#### Required work:
Beginning with the line that holds "it was rejected." in the data below, give again every line through the one that holds "compositions, in registration order.", exactly as written.

*** Opening of Given entries ***

use crate::composition::model::{Composition, CompositionDescriptor};
use crate::composition::props::{parse_props_object, serialize_props};
use crate::foundation::core::{Canvas, FrameIndex};
use crate::foundation::error::{DriveError, DriveResult};
use crate::page::assets::{AssetCache, AssetSource, FsAssetSource, settle};
use crate::page::bundle::{Bundle, CompositionEntry};
use crate::page::scene::SceneCtx;
use crate::protocol::channel::{Deadline, PageChannel, PageFactory};
use crate::protocol::mode::{BundleMode, FrameCursor, SeekAck};
use crate::protocol::wire::{PageCall, PageReply};
use crate::render::frame::FrameRGBA;
use serde_json::Value;
use std::sync::Arc;

/// A composition that discovery left out because its props did not validate.
#[derive(Debug)]
pub struct RejectedComposition {
    /// Composition id.
    pub id: String,
    /// Why it was rejected.
    pub error: DriveError,
}

/// Outcome of resolving every registered composition.
#[derive(Debug, Default)]
pub struct DiscoveryReport {
    /// Valid compositions, in registration order.
    pub compositions: Vec<Composition>,
    /// Compositions excluded from discovery.
    pub rejected: Vec<RejectedComposition>,
}

/// Render state of the composition a page is locked onto.
#[derive(Debug)]
pub struct ActiveComposition {
    /// Descriptor the page was locked with.
    pub descriptor: CompositionDescriptor,
    /// Props decoded from the descriptor.
    pub props: Value,
    /// Output size from the descriptor.
    pub canvas: Canvas,
    /// Frame currently rendered.
    pub cursor: FrameCursor,
    entry: usize,
    frame: FrameRGBA,
    cache: AssetCache,
}

/// Page state. Exactly one value, owned by its [`PageResponder`].
#[derive(Debug)]
pub enum PageState {
    /// Discovery is valid, seeking is not.
    Evaluation,
    /// Locked onto one composition.
    Composition(Box<ActiveComposition>),
}

/// In-process page: answers protocol calls against a [`Bundle`].
pub struct PageResponder {
    bundle: Arc<Bundle>,
    input_props: Value,
    assets: Arc<dyn AssetSource>,
    state: PageState,
}

impl std::fmt::Debug for PageResponder {
    fn fmt(&self, f: &mut std::fmt::Formatter<'_>) -> std::fmt::Result {
        f.debug_struct("PageResponder")
            .field("input_props", &self.input_props)
            .field("state", &self.state)
            .finish_non_exhaustive()
    }
}

impl PageResponder {
    /// A freshly loaded page in evaluation mode, loading assets from the bundle root.
    pub fn new(bundle: Arc<Bundle>, input_props: Value) -> Self {
        let assets: Arc<dyn AssetSource> = Arc::new(FsAssetSource::new(bundle.root()));
        Self::with_assets(bundle, input_props, assets)
    }

    /// Like [`PageResponder::new`] with a custom asset source.
    pub fn with_assets(
        bundle: Arc<Bundle>,
        input_props: Value,
        assets: Arc<dyn AssetSource>,
    ) -> Self {
        Self {
            bundle,
            input_props,
            assets,
            state: PageState::Evaluation,
        }
    }

    /// Current state.
    pub fn state(&self) -> &PageState {
        &self.state
    }

    /// Wire name of the current mode.
    pub fn mode_name(&self) -> &'static str {
        match self.state {
            PageState::Evaluation => "evaluation",
            PageState::Composition(_) => "composition",
        }
    }

    /// Frame cursor, in composition mode.
    pub fn cursor(&self) -> Option<&FrameCursor> {
        match &self.state {
            PageState::Evaluation => None,
            PageState::Composition(active) => Some(&active.cursor),
        }
    }

    /// Resolve props for every registered composition.
    ///
    /// Does not depend on the mode; [`PageResponder::get_static_compositions`] is the
    /// mode-checked protocol entry point.
    pub fn discover(&self) -> DiscoveryReport {
        let mut report = DiscoveryReport::default();
        for entry in self.bundle.entries() {
            match describe(entry, &self.input_props) {
                Ok(c) => report.compositions.push(c),
                Err(error) => report.rejected.push(RejectedComposition {
                    id: entry.id.clone(),
                    error,
                }),
            }
        }
        report
    }

    /// `getStaticCompositions`: valid compositions in registration order.
    #[tracing::instrument(level = "debug", skip(self))]
    pub fn get_static_compositions(&self) -> DriveResult<Vec<Composition>> {
        if !matches!(self.state, PageState::Evaluation) {
            return Err(DriveError::invalid_mode(
                "getStaticCompositions is only valid in evaluation mode",
            ));
        }
        let report = self.discover();
        for r in &report.rejected {
            tracing::warn!(
                composition = %r.id,
                error = %r.error,
                "composition excluded from discovery"
            );
        }
        Ok(report.compositions)
    }

    /// `remotion_setBundleMode`. On error the previous state is kept.
    #[tracing::instrument(level = "debug", skip(self, mode), fields(mode = mode.name()))]
    pub fn set_bundle_mode(&mut self, mode: &BundleMode, deadline: Deadline) -> DriveResult<()> {
        match mode {
            BundleMode::Evaluation => {
                self.state = PageState::Evaluation;
                Ok(())
            }
            BundleMode::Composition(desc) => {
                let active = self.activate(desc, deadline)?;
                tracing::debug!(
                    composition = %desc.composition_name,
                    "page locked onto composition"
                );
                self.state = PageState::Composition(Box::new(active));
                Ok(())
            }
        }
    }

    fn activate(
        &self,
        desc: &CompositionDescriptor,
        deadline: Deadline,
    ) -> DriveResult<ActiveComposition> {
        desc.validate()?;
        let (entry_idx, entry) = self
            .bundle
            .entries()
            .iter()
            .enumerate()
            .find(|(_, e)| e.id == desc.composition_name)
            .ok_or_else(|| {
                DriveError::validation(format!(
                    "no composition named '{}' is registered",
                    desc.composition_name
                ))
            })?;
        let props = parse_props_object(&desc.serialized_resolved_props_with_schema)
            .map_err(|e| DriveError::schema(e.message()))?;
        entry.check_props(&props)?;
        let canvas = desc.canvas()?;

        let mut cache = AssetCache::default();
        let first = FrameIndex(0);
        let (frame, _) = render_at(
            entry,
            &self.assets,
            canvas,
            desc.composition_duration_in_frames,
            &props,
            first,
            &mut cache,
            deadline,
        )?;
        Ok(ActiveComposition {
            descriptor: desc.clone(),
            props,
            canvas,
            cursor: FrameCursor {
                frame: first,
                composition: desc.composition_name.clone(),
            },
            entry: entry_idx,
            frame,
            cache,
        })
    }

    /// `remotion_setFrame`. Returns once the frame's assets have settled and it is rendered.
    #[tracing::instrument(level = "trace", skip(self, deadline))]
    pub fn set_frame(
        &mut self,
        frame: FrameIndex,
        composition: &str,
        deadline: Deadline,
    ) -> DriveResult<SeekAck> {
        let PageState::Composition(active) = &mut self.state else {
            return Err(DriveError::invalid_mode(
                "remotion_setFrame is only valid in composition mode",
            ));
        };
        if active.cursor.composition != composition {
            return Err(DriveError::stale_seek(format!(
                "seek targets '{composition}' but the active composition is '{}'",
                active.cursor.composition
            )));
        }
        let duration = active.descriptor.composition_duration_in_frames;
        if frame.0 >= duration {
            return Err(DriveError::out_of_range(format!(
                "frame {frame} is outside [0, {duration}) of '{composition}'"
            )));
        }

        let entry = &self.bundle.entries()[active.entry];
        let (rendered, settled_assets) = render_at(
            entry,
            &self.assets,
            active.canvas,
            duration,
            &active.props,
            frame,
            &mut active.cache,
            deadline,
        )?;
        active.frame = rendered;
        active.cursor.frame = frame;
        Ok(SeekAck {
            frame,
            composition: composition.to_owned(),
            settled_assets,
        })
    }

    /// Pixels of the frame at the cursor.
    pub fn capture_frame(&self) -> DriveResult<FrameRGBA> {
        match &self.state {
            PageState::Evaluation => Err(DriveError::invalid_mode(
                "capture is only valid in composition mode",
            )),
            PageState::Composition(active) => Ok(active.frame.clone()),
        }
    }

    /// Answer one protocol call with a reply envelope, as a browser page would.
    pub fn handle(&mut self, call: &PageCall, deadline: Deadline) -> PageReply {
        let res = match call {
            PageCall::GetStaticCompositions => self
                .get_static_compositions()
                .and_then(|comps| Ok(Value::String(serde_json::to_string(&comps)?))),
            PageCall::SetBundleMode(mode) => {
                self.set_bundle_mode(mode, deadline).map(|()| Value::Null)
            }
            PageCall::SetFrame { frame, composition } => self
                .set_frame(*frame, composition, deadline)
                .and_then(|ack| Ok(serde_json::to_value(ack)?)),
        };
        PageReply::from_result(res)
    }
}

impl PageChannel for PageResponder {
    fn call(&mut self, call: &PageCall, deadline: Deadline) -> DriveResult<Value> {
        self.handle(call, deadline).into_result()
    }

    fn capture(&mut self, _deadline: Deadline) -> DriveResult<FrameRGBA> {
        self.capture_frame()
    }
}

fn describe(entry: &CompositionEntry, input_props: &Value) -> DriveResult<Composition> {
    entry.check_props(&entry.default_props)?;
    let resolved = entry.resolve_props(input_props)?;
    Ok(Composition {
        width: entry.canvas.width,
        height: entry.canvas.height,
        fps: entry.fps,
        duration_in_frames: entry.duration_in_frames,
        id: entry.id.clone(),
        serialized_resolved_props_with_custom_schema: serialize_props(&resolved)?,
        serialized_default_props_with_custom_schema: serialize_props(&entry.default_props)?,
    })
}

#[allow(clippy::too_many_arguments)]
fn render_at(
    entry: &CompositionEntry,
    assets: &Arc<dyn AssetSource>,
    canvas: Canvas,
    duration_in_frames: u64,
    props: &Value,
    frame: FrameIndex,
    cache: &mut AssetCache,
    deadline: Deadline,
) -> DriveResult<(FrameRGBA, usize)> {
    let keys = entry.scene().assets(frame, props)?;
    let settled = settle(assets, &keys, cache, deadline)?;
    let rendered = entry.scene().render(&SceneCtx {
        canvas,
        frame,
        duration_in_frames,
        props,
        assets: cache,
    })?;
    if rendered.canvas() != canvas {
        return Err(DriveError::validation(format!(
            "scene for '{}' rendered {}x{}, expected {}x{}",
            entry.id, rendered.width, rendered.height, canvas.width, canvas.height
        )));
    }
    Ok((rendered, settled))
}

/// Opens fresh [`PageResponder`]s over one shared bundle.
#[derive(Clone)]
pub struct BundleFactory {
    bundle: Arc<Bundle>,
    input_props: Value,
    assets: Arc<dyn AssetSource>,
}

impl BundleFactory {
    /// Pages load assets from the bundle root.
    pub fn new(bundle: Arc<Bundle>, input_props: Value) -> Self {
        let assets: Arc<dyn AssetSource> = Arc::new(FsAssetSource::new(bundle.root()));
        Self::with_assets(bundle, input_props, assets)
    }

    /// Pages share `assets` as their asset source.
    pub fn with_assets(
        bundle: Arc<Bundle>,
        input_props: Value,
        assets: Arc<dyn AssetSource>,
    ) -> Self {
        Self {
            bundle,
            input_props,
            assets,
        }
    }

    /// The shared bundle.
    pub fn bundle(&self) -> &Arc<Bundle> {
        &self.bundle
    }
}

impl PageFactory for BundleFactory {
    type Channel = PageResponder;

    fn open(&self) -> DriveResult<PageResponder> {
        Ok(PageResponder::with_assets(
            Arc::clone(&self.bundle),
            self.input_props.clone(),
            Arc::clone(&self.assets),
        ))
    }
}

#[cfg(test)]
#[path = "../../tests/unit/page/responder.rs"]
mod tests;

*** Close of Given entries ***

#### Solved problem:
    /// Why it was rejected.
    pub error: DriveError,
}

/// Outcome of resolving every registered composition.
#[derive(Debug, Default)]
pub struct DiscoveryReport {
    /// Valid compositions, in registration order.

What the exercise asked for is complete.